Considerato per decenni alla stregua del Sacro Graal della chirurgia, il primo trapianto di pene al mondo è stato realizzato con pieno successo nel 2014 in Sud Africa, dimostrando ampiamente come l’operazione fosse possibile e replicabile, persino in caso di malattie di tipo oncologico in grado di compromettere per intero la funzionalità dell’organo.
A beneficiare della nuova tecnica è stato infatti il fattorino 64enne Thomas Manning, che grazie alla maestria di un team chirurgico facente capo al Massachusetts General Hospital di Boston è riuscito a recuperare il pene, perduto irrimediabilmente a causa di una rara forma di cancro che ne aveva reso indispensabile l’asportazione completa per salvargli al vita.
Nel corso di un intervento-fiume durato oltre 15 ore, l’equipe di medici capitanata dal professor Curtis L. Cetrulo è riuscita pazientemente ad impiantare un nuovo organo, donato da un paziente deceduto, andando minuziosamente a ricostruire i tessuti iper-vascolarizzati del pene e tutte quelle terminazioni nervose necessarie al suo corretto utilizzo, mettendo a segno un autentico capolavoro medico che non vanta alcun precedente negli Usa.

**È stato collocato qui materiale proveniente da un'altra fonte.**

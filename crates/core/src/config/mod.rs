mod loader;
mod types;
mod validate;

pub use loader::{load_config, load_config_from_str, CONFIG_PATH_ENV, ENV_PREFIX};
pub use types::*;
pub use validate::{validate_config, LOG_LEVELS};

use thiserror::Error;

#[derive(Debug, Error)]
pub enum ConfigError {
    #[error("Configuration file not found: {0}")]
    FileNotFound(String),

    #[error("Failed to parse configuration: {0}")]
    ParseError(String),

    #[error("Configuration validation failed: {0}")]
    ValidationError(String),
}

Sfruttando una tecnica di tipo sperimentale, appositamente concepita per restituire l’organo compromesso ai veterani di guerra, è stato infatti possibile testare in anteprima la bontà della strategia ed evitare ulteriori lesioni o crisi di rigetto che spesso accompagnano esperimenti analoghi e che hanno comportato, negli anni, il fallimento di tutti i tentativi effettuati di andare a sostituire il pene.
Subito dopo essersi svegliato dalla lunghissima operazione, il signor Manning si è dichiarato entusiasta per la riuscita dell’operazione, anche se, per sua stessa ammissione, gli è mancato il coraggio di dare una proverbiale sbirciatina al risultato finale, rimandando il momento a tempi più propizi, quando, alzando il lenzuolo, il paziente troverà il Santo Graal della chirurgia perfettamente incollato alla sua zona pelvica.